If every thing that can happen is already in precedent, legislation is at an end, and precedent, like a dictionary, determines every case. Either, therefore, government has arrived at its dotage, and requires to be renovated, or all the occasions for exercising its wisdom have occurred.Rights of Man, Part Two, Chapter IV

An amazing analogy: the prescriptions of an authoritative dictionary, one that has collected “every thing [or word?] that can happen,” might fully determine our future language, just as the restrictions of precedent might determine our politics. Paine, of course, rejects inflexible codification, whether of adjectives or statutes. He’d like to find res novae everywhere, in the streets and on the page.

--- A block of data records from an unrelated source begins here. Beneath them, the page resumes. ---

//
// keysel - crypto::dn
//
// Copyright 2017 Emmanouil Pitsidianakis <manos@pitsidianak.is>
//
// This file is part of keysel.
//
// keysel is free software: you can redistribute it and/or modify
// it under the terms of the GNU General Public License as published by
// the Free Software Foundation, either version 3 of the License, or
// (at your option) any later version.
//
// keysel is distributed in the hope that it will be useful,
// but WITHOUT ANY WARRANTY; without even the implied warranty of
// MERCHANTABILITY or FITNESS FOR A PARTICULAR PURPOSE.  See the
// GNU General Public License for more details.
//
// You should have received a copy of the GNU General Public License
// along with keysel. If not, see <http://www.gnu.org/licenses/>.
//
// SPDX-License-Identifier: EUPL-1.2 OR GPL-3.0-or-later

//! Distinguished Names, as found in X.509 subject and issuer fields.
//!
//! The parser accepts the string representation of RFC 2253 without
//! validating attribute types:
//!
//! ```rust
//! # use keyselib::crypto::DistinguishedName;
//! let dn: DistinguishedName = "CN=Alice,O=Example\\, Inc.,C=DE".parse().unwrap();
//! assert_eq!(dn.to_string(), "Alice, Example, Inc., DE");
//! ```

use std::borrow::Cow;

use smallvec::SmallVec;

use crate::error::{Error, KeySelectionErrorKind, Result};

/// Attributes displayed first, in this order.
pub const STANDARD_ATTRIBUTES: [&str; 7] = ["CN", "OU", "O", "STREET", "L", "ST", "C"];

pub const UNKNOWN_ENCODING_PLACEHOLDER: &str = "[Can't display this user ID (unknown encoding)]";
pub const INVALID_ENCODING_PLACEHOLDER: &str = "[Can't display this user ID (invalid encoding)]";
pub const INVALID_DN_PLACEHOLDER: &str = "[Can't display this user ID (invalid DN)]";

/// Ordered attribute/value pairs of a Distinguished Name.
#[derive(Clone, Debug, Default, Eq, PartialEq)]
pub struct DistinguishedName(SmallVec<[(String, String); 7]>);

#[inline]
const fn is_delimiter(b: u8) -> bool {
    matches!(b, b',' | b'=' | b'+' | b'<' | b'>' | b'#' | b';')
}

#[inline]
const fn is_escapable(b: u8) -> bool {
    is_delimiter(b) || matches!(b, b'\\' | b'"' | b' ')
}

#[inline]
const fn hex_value(b: u8) -> Option<u8> {
    match b {
        b'0'..=b'9' => Some(b - b'0'),
        b'a'..=b'f' => Some(b - b'a' + 10),
        b'A'..=b'F' => Some(b - b'A' + 10),
        _ => None,
    }
}

fn hex_pair(bytes: &[u8], pos: usize) -> Option<u8> {
    let hi = hex_value(*bytes.get(pos)?)?;
    let lo = hex_value(*bytes.get(pos + 1)?)?;
    Some(hi << 4 | lo)
}

fn invalid(input: &[u8], reason: &'static str) -> Error {
    Error::new("Invalid distinguished name")
        .set_details(format!("{:?}: {}", String::from_utf8_lossy(input), reason))
        .set_kind(KeySelectionErrorKind::InvalidDistinguishedName.into())
}

/// Parse one `key=value` component starting at `pos`. Returns the component
/// and the position right after the value.
fn parse_component(input: &[u8], pos: usize) -> Result<(String, String, usize)> {
    let eq = input[pos..]
        .iter()
        .position(|&b| b == b'=')
        .ok_or_else(|| invalid(input, "attribute without `=`"))?;
    if eq == 0 {
        return Err(invalid(input, "empty attribute type"));
    }
    let key = String::from_utf8_lossy(&input[pos..pos + eq]).into_owned();
    let mut i = pos + eq + 1;
    let mut value: Vec<u8> = Vec::new();

    if input.get(i) == Some(&b'#') {
        i += 1;
        let n = input[i..]
            .iter()
            .take_while(|b| hex_value(**b).is_some())
            .count();
        if n == 0 || n % 2 != 0 {
            return Err(invalid(input, "odd or empty hex string"));
        }
        value.extend((i..i + n).step_by(2).filter_map(|j| hex_pair(input, j)));
        i += n;
    } else {
        while let Some(&b) = input.get(i) {
            match b {
                b'\\' => match input.get(i + 1) {
                    Some(&c) if is_escapable(c) => {
                        value.push(c);
                        i += 2;
                    }
                    _ => {
                        let byte =
                            hex_pair(input, i + 1).ok_or_else(|| invalid(input, "bad escape"))?;
                        value.push(byte);
                        i += 3;
                    }
                },
                b'"' => return Err(invalid(input, "unescaped quote")),
                b if is_delimiter(b) => break,
                b => {
                    value.push(b);
                    i += 1;
                }
            }
        }
    }

    Ok((key, String::from_utf8_lossy(&value).into_owned(), i))
}

impl DistinguishedName {
    /// Decode a DN string. On failure nothing of the input is returned.
    pub fn parse(input: &str) -> Result<Self> {
        let bytes = input.as_bytes();
        let mut ret = SmallVec::new();
        let mut pos = 0;
        while pos < bytes.len() {
            while bytes.get(pos) == Some(&b' ') {
                pos += 1;
            }
            if pos >= bytes.len() {
                break;
            }
            let (key, value, next) = parse_component(bytes, pos)?;
            ret.push((key, value));
            pos = next;
            while bytes.get(pos) == Some(&b' ') {
                pos += 1;
            }
            match bytes.get(pos) {
                None => break,
                Some(b',' | b';' | b'+') => pos += 1,
                Some(_) => return Err(invalid(bytes, "garbage after value")),
            }
        }
        Ok(Self(ret))
    }

    pub fn components(&self) -> &[(String, String)] {
        &self.0
    }

    pub fn is_empty(&self) -> bool {
        self.0.is_empty()
    }

    /// All values of attribute `key`, in order of appearance.
    pub fn values<'a>(&'a self, key: &'a str) -> impl Iterator<Item = &'a str> + 'a {
        self.0
            .iter()
            .filter(move |(k, _)| k == key)
            .map(|(_, v)| v.as_str())
    }

    fn write_values(&self, key: &str, fmt: &mut std::fmt::Formatter) -> std::fmt::Result {
        for (i, v) in self.values(key).enumerate() {
            if i > 0 {
                write!(fmt, " + ")?;
            }
            write!(fmt, "{}", v)?;
        }
        Ok(())
    }
}

impl std::str::FromStr for DistinguishedName {
    type Err = Error;

    fn from_str(s: &str) -> Result<Self> {
        Self::parse(s)
    }
}

impl std::fmt::Display for DistinguishedName {
    fn fmt(&self, fmt: &mut std::fmt::Formatter) -> std::fmt::Result {
        let mut any = false;
        for key in STANDARD_ATTRIBUTES {
            if self.values(key).next().is_none() {
                continue;
            }
            if any {
                write!(fmt, ", ")?;
            }
            self.write_values(key, fmt)?;
            any = true;
        }

        let mut seen: SmallVec<[&str; 4]> = SmallVec::new();
        for (key, _) in self.0.iter() {
            let key = key.as_str();
            if STANDARD_ATTRIBUTES.contains(&key) || seen.contains(&key) {
                continue;
            }
            if seen.is_empty() {
                write!(fmt, "{}(", if any { " " } else { "" })?;
            } else {
                write!(fmt, ", ")?;
            }
            seen.push(key);
            write!(fmt, "{}=", key)?;
            self.write_values(key, fmt)?;
        }
        if !seen.is_empty() {
            write!(fmt, ")")?;
        }
        Ok(())
    }
}

/// Display form of an X.509 user id: an e-mail address in angle brackets or
/// a Distinguished Name. Ids that cannot be shown yield a placeholder.
pub fn format_user_id(uid: &str) -> Cow<'_, str> {
    if let Some(rest) = uid.strip_prefix('<') {
        return Cow::Borrowed(rest.find('>').map(|end| &rest[..end]).unwrap_or_default());
    }
    if uid.starts_with('(') {
        return Cow::Borrowed(UNKNOWN_ENCODING_PLACEHOLDER);
    }
    if !uid
        .chars()
        .next()
        .map(|c| c.is_ascii_alphanumeric())
        .unwrap_or(false)
    {
        return Cow::Borrowed(INVALID_ENCODING_PLACEHOLDER);
    }
    match DistinguishedName::parse(uid) {
        Ok(dn) => Cow::Owned(dn.to_string()),
        Err(err) => {
            debug!("Could not parse user id {:?}: {}", uid, err);
            Cow::Borrowed(INVALID_DN_PLACEHOLDER)
        }
    }
}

Paine’s political analogizing of dictionaries and crusty precedent immediately reminded me of David Foster Wallace’s famous essay in Harper’s on A Dictionary of Modern American Usage (ADMAU) by Bryan Garner and on language reference works more broadly. Here he revisits some longstanding prescriptivist-vs.-descriptivist lexicographical tussles through the lens of an American “Democratic Spirit”:

A distinctive feature of ADMAU is that its author is wiling to acknowledge that a usage dictionary is not a bible or even a textbook but rather just the record of one smart person’s attempts to work out answers to certain very difficult questions. This willingness appears to me to be informed by a Democratic Spirit. The big question is whether such a spirit compromises Garner’s ability to present himself as a genuine “authority” on issues of usage. Assessing Garner’s book, then, involves trying to trace out the very weird and complicated relationship between Authority and Democracy in what we as a culture have decided is English. That relationship is, as many educated Americans would say, still in process at this time.Harper’s, April 2001, p. 42

Both Wallace and Paine are right, I think, to view the most prescriptive approaches to language as anti-democratic, but they’re not the first to think of lexicography through a political lens. The first two books of Quintilian, just to take one example, consider the tension between consuetudo or “customary practice” and the consensus eruditorum or the “conclusions of experts.” According to Wallace, both kinds of grounding are present in a “technocratic” work like the ADMAU, where Garner presents

a sort of wise juridical persona: knowledgeable, dispassionate, fair, with an almost Enlightenment-grade passion for reason. His judgments about usage tend to be rendered like legal opinions–exhaustive citation of precedent (other dictionaries’ judgments, published examples of actual usage) combined with clear, logical reasoning that’s always informed by the larger consensual purposes [Standard Written English] is meant to serve.Harper’s, April 2001, p. 58

Precedent, reasoning, and consensus–perhaps not the lexicographically pedantic tome Paine has in mind. But our preferred reference works certainly tell us a lot about broader cultural attitudes. What kind of political dispositions are baked into a rejection of Wikipedia? Into an inflexible imitation of, say, Cicero?